SOURCE MATERIAL Start Marker

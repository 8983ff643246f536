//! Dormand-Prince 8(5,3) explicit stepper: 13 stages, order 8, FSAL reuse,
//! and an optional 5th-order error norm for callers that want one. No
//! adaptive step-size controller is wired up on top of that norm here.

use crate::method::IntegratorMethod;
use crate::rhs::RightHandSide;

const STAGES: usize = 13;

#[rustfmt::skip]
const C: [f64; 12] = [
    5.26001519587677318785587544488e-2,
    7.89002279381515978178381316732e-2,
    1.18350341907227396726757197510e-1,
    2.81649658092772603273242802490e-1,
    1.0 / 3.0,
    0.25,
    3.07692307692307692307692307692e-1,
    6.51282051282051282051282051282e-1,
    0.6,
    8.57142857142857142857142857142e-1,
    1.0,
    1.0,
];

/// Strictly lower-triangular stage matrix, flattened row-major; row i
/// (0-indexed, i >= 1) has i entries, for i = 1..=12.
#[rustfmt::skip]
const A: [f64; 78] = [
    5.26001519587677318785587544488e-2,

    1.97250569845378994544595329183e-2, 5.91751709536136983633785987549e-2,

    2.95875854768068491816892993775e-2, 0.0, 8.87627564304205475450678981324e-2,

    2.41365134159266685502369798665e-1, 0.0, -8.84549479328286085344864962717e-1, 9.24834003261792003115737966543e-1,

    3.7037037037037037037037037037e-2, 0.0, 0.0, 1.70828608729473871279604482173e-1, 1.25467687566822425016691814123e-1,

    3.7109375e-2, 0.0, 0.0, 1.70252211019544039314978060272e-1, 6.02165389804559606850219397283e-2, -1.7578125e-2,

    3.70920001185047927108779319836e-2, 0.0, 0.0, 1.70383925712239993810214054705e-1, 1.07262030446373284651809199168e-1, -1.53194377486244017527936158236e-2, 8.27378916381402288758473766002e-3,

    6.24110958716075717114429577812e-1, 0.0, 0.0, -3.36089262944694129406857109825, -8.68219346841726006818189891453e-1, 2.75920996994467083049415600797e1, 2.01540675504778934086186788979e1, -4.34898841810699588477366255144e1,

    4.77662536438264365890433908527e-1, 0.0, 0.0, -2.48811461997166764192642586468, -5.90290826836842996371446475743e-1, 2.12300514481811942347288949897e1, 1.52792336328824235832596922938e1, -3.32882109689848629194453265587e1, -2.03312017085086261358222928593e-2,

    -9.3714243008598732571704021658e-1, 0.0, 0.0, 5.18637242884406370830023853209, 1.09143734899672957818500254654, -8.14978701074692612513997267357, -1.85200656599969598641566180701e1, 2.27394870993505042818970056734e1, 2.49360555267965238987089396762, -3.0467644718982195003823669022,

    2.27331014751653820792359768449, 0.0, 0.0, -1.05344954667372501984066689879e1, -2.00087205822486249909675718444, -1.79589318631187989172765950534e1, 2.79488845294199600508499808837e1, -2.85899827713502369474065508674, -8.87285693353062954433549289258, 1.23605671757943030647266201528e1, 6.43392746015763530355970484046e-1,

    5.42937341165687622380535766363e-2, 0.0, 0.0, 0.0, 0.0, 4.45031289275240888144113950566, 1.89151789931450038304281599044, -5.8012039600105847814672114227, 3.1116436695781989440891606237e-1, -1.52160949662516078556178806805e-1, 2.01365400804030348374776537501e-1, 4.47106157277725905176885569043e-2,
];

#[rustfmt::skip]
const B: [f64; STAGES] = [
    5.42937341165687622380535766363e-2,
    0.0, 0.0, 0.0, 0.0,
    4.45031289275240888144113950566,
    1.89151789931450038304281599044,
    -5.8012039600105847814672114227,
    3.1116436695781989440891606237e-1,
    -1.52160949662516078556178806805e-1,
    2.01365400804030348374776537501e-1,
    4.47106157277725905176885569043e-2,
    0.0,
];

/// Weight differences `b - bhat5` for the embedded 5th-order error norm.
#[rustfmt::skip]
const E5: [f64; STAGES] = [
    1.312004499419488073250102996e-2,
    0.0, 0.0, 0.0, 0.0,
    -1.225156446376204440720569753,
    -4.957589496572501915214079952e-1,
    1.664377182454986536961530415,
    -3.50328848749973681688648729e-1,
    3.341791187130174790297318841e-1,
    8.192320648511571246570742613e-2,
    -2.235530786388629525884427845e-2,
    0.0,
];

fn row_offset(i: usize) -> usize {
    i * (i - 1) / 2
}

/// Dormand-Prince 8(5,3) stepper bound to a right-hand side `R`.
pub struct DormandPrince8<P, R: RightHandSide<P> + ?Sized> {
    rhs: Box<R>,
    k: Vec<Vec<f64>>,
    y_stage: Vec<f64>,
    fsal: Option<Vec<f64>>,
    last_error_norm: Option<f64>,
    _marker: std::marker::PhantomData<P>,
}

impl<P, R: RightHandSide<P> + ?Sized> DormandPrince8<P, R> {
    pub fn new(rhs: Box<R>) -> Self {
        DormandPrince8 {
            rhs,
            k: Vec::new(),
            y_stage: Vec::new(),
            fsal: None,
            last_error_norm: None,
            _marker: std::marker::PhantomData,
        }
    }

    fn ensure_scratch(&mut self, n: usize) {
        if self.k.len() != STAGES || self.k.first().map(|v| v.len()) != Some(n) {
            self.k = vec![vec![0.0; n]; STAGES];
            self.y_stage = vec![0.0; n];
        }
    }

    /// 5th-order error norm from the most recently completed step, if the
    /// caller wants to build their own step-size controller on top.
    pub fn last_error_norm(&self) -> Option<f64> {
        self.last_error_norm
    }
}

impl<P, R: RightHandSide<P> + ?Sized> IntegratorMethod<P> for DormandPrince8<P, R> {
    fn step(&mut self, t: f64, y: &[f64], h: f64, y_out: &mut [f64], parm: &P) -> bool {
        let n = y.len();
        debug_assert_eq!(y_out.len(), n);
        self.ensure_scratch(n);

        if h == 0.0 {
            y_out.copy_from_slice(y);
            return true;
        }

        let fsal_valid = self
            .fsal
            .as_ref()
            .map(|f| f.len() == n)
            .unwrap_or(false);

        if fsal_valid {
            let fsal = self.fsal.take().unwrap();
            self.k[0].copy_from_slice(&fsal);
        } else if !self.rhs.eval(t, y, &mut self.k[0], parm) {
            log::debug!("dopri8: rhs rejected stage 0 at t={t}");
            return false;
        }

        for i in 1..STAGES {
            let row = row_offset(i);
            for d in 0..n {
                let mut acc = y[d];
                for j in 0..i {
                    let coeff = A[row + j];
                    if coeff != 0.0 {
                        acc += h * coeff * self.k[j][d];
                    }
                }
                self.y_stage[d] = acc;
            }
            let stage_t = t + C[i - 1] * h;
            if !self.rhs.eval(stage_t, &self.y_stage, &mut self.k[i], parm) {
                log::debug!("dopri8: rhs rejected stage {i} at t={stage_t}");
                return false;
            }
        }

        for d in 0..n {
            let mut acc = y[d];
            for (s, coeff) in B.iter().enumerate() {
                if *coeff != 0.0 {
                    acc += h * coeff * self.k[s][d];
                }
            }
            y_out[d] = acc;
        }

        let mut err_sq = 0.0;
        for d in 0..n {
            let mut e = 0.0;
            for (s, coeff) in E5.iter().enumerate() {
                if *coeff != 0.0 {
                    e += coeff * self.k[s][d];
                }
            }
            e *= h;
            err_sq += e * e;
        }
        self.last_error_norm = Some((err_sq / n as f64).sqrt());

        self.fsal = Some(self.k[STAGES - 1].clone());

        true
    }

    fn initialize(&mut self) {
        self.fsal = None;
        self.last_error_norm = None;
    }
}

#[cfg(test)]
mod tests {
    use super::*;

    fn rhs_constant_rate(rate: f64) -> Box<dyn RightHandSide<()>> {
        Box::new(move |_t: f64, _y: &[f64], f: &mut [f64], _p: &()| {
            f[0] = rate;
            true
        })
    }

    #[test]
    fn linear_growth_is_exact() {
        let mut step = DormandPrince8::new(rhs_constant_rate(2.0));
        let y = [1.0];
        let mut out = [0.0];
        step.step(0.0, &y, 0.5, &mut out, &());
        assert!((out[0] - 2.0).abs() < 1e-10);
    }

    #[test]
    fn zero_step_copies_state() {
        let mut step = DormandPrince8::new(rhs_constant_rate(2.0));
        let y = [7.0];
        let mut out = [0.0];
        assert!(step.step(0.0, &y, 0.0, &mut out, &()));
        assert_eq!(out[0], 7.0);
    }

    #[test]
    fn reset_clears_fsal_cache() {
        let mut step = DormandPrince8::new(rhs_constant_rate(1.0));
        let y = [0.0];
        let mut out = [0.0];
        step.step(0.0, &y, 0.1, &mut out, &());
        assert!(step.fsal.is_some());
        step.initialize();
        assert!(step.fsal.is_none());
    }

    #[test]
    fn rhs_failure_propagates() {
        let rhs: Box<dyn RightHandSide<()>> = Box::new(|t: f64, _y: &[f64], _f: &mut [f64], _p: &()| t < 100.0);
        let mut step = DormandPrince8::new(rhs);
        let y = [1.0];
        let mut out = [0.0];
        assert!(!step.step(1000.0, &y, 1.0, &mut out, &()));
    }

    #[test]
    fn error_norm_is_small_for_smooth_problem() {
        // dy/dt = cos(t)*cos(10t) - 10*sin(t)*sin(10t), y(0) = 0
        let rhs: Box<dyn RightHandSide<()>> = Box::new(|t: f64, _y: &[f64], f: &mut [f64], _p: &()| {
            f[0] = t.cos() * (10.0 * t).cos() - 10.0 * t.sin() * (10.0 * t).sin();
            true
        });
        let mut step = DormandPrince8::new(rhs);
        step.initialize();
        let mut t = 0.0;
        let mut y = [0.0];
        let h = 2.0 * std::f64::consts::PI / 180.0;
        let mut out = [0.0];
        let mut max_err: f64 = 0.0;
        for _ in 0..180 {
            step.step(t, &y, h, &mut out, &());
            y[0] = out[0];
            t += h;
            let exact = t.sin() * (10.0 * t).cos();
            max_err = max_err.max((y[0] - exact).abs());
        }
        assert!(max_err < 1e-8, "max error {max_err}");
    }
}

SOURCE MATERIAL End Marker
SOURCE MATERIAL Start Marker

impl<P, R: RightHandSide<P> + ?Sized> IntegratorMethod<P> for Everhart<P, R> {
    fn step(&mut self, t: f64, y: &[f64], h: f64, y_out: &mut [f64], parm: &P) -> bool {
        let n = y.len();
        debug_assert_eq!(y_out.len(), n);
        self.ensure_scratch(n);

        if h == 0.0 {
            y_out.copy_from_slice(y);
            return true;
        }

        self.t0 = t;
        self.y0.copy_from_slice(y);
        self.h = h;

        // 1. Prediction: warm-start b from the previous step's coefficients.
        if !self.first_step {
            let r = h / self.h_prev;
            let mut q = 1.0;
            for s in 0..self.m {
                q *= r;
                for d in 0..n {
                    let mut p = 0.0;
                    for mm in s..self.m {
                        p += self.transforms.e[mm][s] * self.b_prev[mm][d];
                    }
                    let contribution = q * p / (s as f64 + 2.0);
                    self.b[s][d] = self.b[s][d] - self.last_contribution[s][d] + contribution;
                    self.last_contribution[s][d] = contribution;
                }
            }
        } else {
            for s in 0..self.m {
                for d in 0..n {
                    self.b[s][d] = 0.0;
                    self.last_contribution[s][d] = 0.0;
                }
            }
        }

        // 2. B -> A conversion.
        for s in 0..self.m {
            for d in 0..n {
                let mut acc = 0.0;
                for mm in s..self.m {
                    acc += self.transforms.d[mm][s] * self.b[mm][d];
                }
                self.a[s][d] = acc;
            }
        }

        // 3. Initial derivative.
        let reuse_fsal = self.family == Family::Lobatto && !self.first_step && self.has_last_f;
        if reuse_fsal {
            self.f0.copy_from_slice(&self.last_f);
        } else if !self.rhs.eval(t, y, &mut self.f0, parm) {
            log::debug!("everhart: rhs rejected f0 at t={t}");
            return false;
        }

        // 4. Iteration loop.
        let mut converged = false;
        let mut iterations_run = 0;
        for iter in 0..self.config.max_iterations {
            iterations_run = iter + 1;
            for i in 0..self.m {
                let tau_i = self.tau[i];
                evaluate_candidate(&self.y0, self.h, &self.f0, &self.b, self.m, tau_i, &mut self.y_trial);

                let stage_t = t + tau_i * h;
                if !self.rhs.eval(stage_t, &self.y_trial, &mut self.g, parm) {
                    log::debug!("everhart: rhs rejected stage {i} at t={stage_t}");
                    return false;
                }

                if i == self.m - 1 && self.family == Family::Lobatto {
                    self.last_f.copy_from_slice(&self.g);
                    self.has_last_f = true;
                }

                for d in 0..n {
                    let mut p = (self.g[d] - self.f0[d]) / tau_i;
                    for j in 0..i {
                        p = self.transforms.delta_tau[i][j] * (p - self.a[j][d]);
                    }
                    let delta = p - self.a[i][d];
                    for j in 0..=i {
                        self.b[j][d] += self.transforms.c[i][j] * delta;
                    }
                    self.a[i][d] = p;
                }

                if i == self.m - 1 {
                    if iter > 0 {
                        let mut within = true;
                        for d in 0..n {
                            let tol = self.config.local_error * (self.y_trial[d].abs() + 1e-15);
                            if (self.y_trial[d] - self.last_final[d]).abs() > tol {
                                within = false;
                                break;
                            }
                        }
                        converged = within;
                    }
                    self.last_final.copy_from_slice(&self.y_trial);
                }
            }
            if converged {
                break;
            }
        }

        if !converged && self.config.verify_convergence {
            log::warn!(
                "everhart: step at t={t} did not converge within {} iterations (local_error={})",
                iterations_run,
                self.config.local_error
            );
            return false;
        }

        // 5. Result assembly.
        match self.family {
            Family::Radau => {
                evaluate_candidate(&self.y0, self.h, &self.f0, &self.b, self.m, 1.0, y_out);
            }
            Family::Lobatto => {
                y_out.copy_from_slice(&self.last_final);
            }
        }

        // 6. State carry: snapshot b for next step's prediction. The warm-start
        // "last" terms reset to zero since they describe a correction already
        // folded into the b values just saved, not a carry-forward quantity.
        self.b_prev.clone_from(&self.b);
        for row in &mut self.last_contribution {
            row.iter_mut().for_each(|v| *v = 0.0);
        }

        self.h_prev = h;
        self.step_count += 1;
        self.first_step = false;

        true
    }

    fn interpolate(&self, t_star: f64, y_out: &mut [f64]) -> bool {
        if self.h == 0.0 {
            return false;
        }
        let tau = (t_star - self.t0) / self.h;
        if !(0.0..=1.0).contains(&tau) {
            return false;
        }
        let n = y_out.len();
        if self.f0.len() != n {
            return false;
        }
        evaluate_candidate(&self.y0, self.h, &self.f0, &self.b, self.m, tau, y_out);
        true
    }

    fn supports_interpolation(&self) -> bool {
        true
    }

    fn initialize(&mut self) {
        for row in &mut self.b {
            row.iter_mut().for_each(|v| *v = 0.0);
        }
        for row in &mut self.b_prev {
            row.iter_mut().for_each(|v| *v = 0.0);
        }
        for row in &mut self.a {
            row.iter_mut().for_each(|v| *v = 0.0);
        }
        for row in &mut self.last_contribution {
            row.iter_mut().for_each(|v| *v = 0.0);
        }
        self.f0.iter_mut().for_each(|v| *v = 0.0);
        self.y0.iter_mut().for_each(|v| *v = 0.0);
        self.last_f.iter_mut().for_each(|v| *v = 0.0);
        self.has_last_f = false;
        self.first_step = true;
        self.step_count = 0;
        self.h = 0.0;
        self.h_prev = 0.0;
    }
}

SOURCE MATERIAL End Marker
SOURCE MATERIAL Start Marker

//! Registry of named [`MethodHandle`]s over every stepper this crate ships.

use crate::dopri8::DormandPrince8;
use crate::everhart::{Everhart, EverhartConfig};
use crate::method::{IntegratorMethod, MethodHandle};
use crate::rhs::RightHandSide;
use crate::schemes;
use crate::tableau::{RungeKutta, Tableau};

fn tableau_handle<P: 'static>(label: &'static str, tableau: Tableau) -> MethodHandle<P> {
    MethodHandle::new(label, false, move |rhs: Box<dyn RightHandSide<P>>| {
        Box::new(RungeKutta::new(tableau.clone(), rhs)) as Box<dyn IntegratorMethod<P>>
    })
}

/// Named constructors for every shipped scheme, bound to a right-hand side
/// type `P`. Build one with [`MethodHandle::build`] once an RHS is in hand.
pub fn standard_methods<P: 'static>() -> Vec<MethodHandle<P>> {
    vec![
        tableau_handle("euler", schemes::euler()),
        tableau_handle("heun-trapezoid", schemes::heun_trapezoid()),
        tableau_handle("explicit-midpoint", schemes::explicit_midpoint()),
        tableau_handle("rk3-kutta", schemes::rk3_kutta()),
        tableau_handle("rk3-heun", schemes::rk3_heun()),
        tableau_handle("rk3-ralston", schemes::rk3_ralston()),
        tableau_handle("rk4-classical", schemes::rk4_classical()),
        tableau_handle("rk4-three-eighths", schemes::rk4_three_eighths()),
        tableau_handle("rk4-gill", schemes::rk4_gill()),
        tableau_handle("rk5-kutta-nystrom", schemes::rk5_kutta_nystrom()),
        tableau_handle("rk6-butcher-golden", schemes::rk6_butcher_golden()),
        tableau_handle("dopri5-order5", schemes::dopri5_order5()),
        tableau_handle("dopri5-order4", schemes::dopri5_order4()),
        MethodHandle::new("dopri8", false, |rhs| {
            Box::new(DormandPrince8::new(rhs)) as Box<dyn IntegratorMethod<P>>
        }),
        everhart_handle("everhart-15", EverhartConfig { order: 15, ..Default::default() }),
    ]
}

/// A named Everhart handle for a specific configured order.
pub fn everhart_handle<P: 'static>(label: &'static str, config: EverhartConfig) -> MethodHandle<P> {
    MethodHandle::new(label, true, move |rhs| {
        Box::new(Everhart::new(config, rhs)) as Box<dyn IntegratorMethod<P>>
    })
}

SOURCE MATERIAL End Marker

- [WHAT YOU HAVE TO DO]:
State the number of lines in the records that include "static", and write nothing else.

- [WRITTEN RESPONSE]:
3